Not explaining how to create a physics asset manually. I assume they mean the right click approach, which is kind of mean. This happens on a rig that’s 1 kilometer long, and also on bones even 1000 times larger than that. Regardless of MinBone Size, Whether or not “Walk past small bones” is enabled or not, and regardless of min weld size settings.
It looks like it emits this error message regardless of what causes CreateFromSkeletalMeshInternal to fail, and it’s unclear to me what causes that failure. Would it work if someone copy pastes some physics asset here so I can at least modify it work with the rigs I need? Because it doesn’t even get to the point where I can use any of the physics asset UI. It just cancels out.
The thing I really wanted to fix was cut off shadows. According to the documentation per object shadows require a physics asset, when it comes to skeletal meshes, to calculate bounds, which would explain the gaps in the shadows. But I can’t test that theory until I have a physicsAsset.
In fact, even if I try to create a physics asset for Unreal’s manequin hand it says: “The bone size is too small to create Physics Asset ‘UE4ManequinHand’ from Skeletal Mesh ‘MannequinHand_Right’. You will have to create physics asset manually.”.
I’m stepping through the code and it looks like the suggestions are indeed resulting in bones of different sizes, but that the physics asset creation still results in 0 bodies on the skeletal mesh actor (whatever that does), resulting in the error message (which assumes 0 bodies can only be the result of bones that are too small). I have not yet figured out why it fails like that.
So… it turns out I CAN create a physics asset in a pre-built version of the engine, rather than one built from source. But given that I haven’t modified anything in the source-built version, this strikes me as odd. At least I now have a work-around of importing assets in a different project, then exporting them to the project where I need them.
I remember having to finagle the scale in Blender before exporting and as soon as that was working, saving the blender startup file so I never had to mess with it again. But now I’m working on new hardware and don’t have my old computer so I get to do it again.
As your issue is working with a large scaled Rig already, maybe your approach should be to scale down the import, then scale it up in the level? At 1km, I’d suggest a 0.001 scale (1m) on import, then scale the instance to 1000.0 in the level.

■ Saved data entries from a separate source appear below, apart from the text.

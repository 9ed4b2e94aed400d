//! Hamper command line

use std::{fs, io, io::Write, process::ExitCode};

use anyhow::{Context, Result, anyhow};
use chrono::Local;
use clap::Parser;
use rusty_money::iso;
use tracing::{error, info};
use tracing_subscriber::EnvFilter;

use hamper::{
    catalog::ProductQuery,
    products::ProductId,
    report::{
        export_file_name,
        summary::{write_products, write_summary},
    },
    store::{Store, StoreError, YamlFile},
    tiers::{TierId, TierSettings},
};

use crate::cli::{Command, Config};

mod cli;

/// Hamper entry point
pub fn main() -> ExitCode {
    let config = Config::parse();

    tracing_subscriber::fmt()
        .with_writer(io::stderr)
        .with_env_filter(
            EnvFilter::try_from_default_env().unwrap_or_else(|_| EnvFilter::new(&config.log_level)),
        )
        .init();

    match run(config) {
        Ok(()) => ExitCode::SUCCESS,
        Err(err) => {
            error!("{err:#}");

            ExitCode::FAILURE
        }
    }
}

fn run(config: Config) -> Result<()> {
    let currency = iso::find(&config.currency)
        .ok_or_else(|| anyhow!("unknown currency code {}", config.currency))?;

    let backend = YamlFile::new(&config.store);
    let mut store = Store::load(&backend)
        .with_context(|| format!("failed to load {}", config.store.display()))?;

    let stdout = io::stdout();
    let mut out = stdout.lock();

    match config.command {
        Command::Import { path } => {
            let bytes =
                fs::read(&path).with_context(|| format!("failed to read {}", path.display()))?;

            let count = store.import_csv(&bytes)?;
            store.save(&backend)?;

            writeln!(out, "Imported {count} product(s)")?;
        }
        Command::Products {
            search,
            category,
            sort,
        } => {
            let query = ProductQuery {
                search,
                category,
                sort: sort.into(),
            };

            write_products(&mut out, &store.catalog().filter(&query), currency)?;
        }
        Command::AddProduct => {
            let id = store.add_manual_product().id.clone();
            store.save(&backend)?;

            writeln!(out, "Added product {id}")?;
        }
        Command::EditProduct { id, fields } => {
            let id = ProductId::new(id);

            store.update_product(&id, |product| fields.apply_to(product))?;
            store.save(&backend)?;

            writeln!(out, "Updated product {id}")?;
        }
        Command::RemoveProduct { id } => {
            let product = store.remove_product(&ProductId::new(id))?;
            store.save(&backend)?;

            writeln!(out, "Removed {} ({})", product.name, product.id)?;
        }
        Command::NewSet { name } => {
            let id = store.create_gift_set(&name)?.id.clone();
            store.save(&backend)?;

            writeln!(out, "Created gift set {id}")?;
        }
        Command::DeleteSet { set } => {
            let set = store.find_gift_set(&set)?.id.clone();
            let removed = store.delete_gift_set(&set)?;
            store.save(&backend)?;

            writeln!(out, "Deleted gift set {} ({set})", removed.name)?;
        }
        Command::AddTier { set, settings } => {
            let set = store.find_gift_set(&set)?.id.clone();
            let tier = store.add_tier(&set, settings.apply_to(TierSettings::default()))?;
            store.save(&backend)?;

            writeln!(out, "Added tier {tier} to {set}")?;
        }
        Command::UpdateTier {
            set,
            tier,
            settings,
        } => {
            let gift_set = store.find_gift_set(&set)?;
            let tier = TierId::new(tier);
            let base = gift_set
                .tier(&tier)
                .ok_or_else(|| StoreError::TierNotFound(tier.clone()))?
                .settings;
            let set = gift_set.id.clone();

            store.update_tier(&set, &tier, settings.apply_to(base))?;
            store.save(&backend)?;

            writeln!(out, "Updated tier {tier}")?;
        }
        Command::RemoveTier { set, tier } => {
            let set = store.find_gift_set(&set)?.id.clone();
            let tier = TierId::new(tier);

            store.remove_tier(&set, &tier)?;
            store.save(&backend)?;

            writeln!(out, "Removed tier {tier} from {set}")?;
        }
        Command::Select {
            set,
            tier,
            products,
        } => {
            let set = store.find_gift_set(&set)?.id.clone();
            let tier = TierId::new(tier);

            for product in products {
                store.select_product(&set, &tier, &ProductId::new(product))?;
            }

            store.save(&backend)?;

            let breakdown = store.breakdown(&set, &tier)?;

            writeln!(
                out,
                "Tier {tier} now holds {} product(s)",
                breakdown.resolved_count
            )?;
        }
        Command::Deselect { set, tier, index } => {
            let set = store.find_gift_set(&set)?.id.clone();
            let tier = TierId::new(tier);

            match store.deselect_product(&set, &tier, index)? {
                Some(product) => {
                    store.save(&backend)?;

                    writeln!(out, "Removed {product} from tier {tier}")?;
                }
                None => writeln!(out, "Tier {tier} has no selection at position {index}")?,
            }
        }
        Command::Show { set } => {
            let gift_set = store.find_gift_set(&set)?;

            write_summary(&mut out, gift_set, |id| store.catalog().get(id), currency)?;
        }
        Command::Export { set, out: path } => {
            let gift_set = store.find_gift_set(&set)?;
            let report = store.export(&gift_set.id)?;

            let path =
                path.unwrap_or_else(|| export_file_name(gift_set, Local::now().date_naive()).into());

            fs::write(&path, report)
                .with_context(|| format!("failed to write {}", path.display()))?;

            info!(path = %path.display(), "exported report");
            writeln!(out, "Wrote {}", path.display())?;
        }
    }

    Ok(())
}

The source file is a pair of hands, so they’re just 10cm. The reference to a kilometer was a petty response of mine towards the error message that claimed the bones were too small. I scaled the mesh and rig to various sizes to make sure it wasn’t scale related. And when I step through the code, I do see a difference in the values, and they make it most of the way through the code, until it gets assigned to a newly created skeleton asset. Then something goes wrong that I don’t understand yet.
Long story short: the error message doesn’t just appear for small assets, it’s also shown when anything else goes wrong when creating the physics asset, resulting in 0 collision bodies.
I think the error message is a holdover from a time when scale was the most common issue. By now Blender’s FBX exporter even seems to export assets at the correct scale.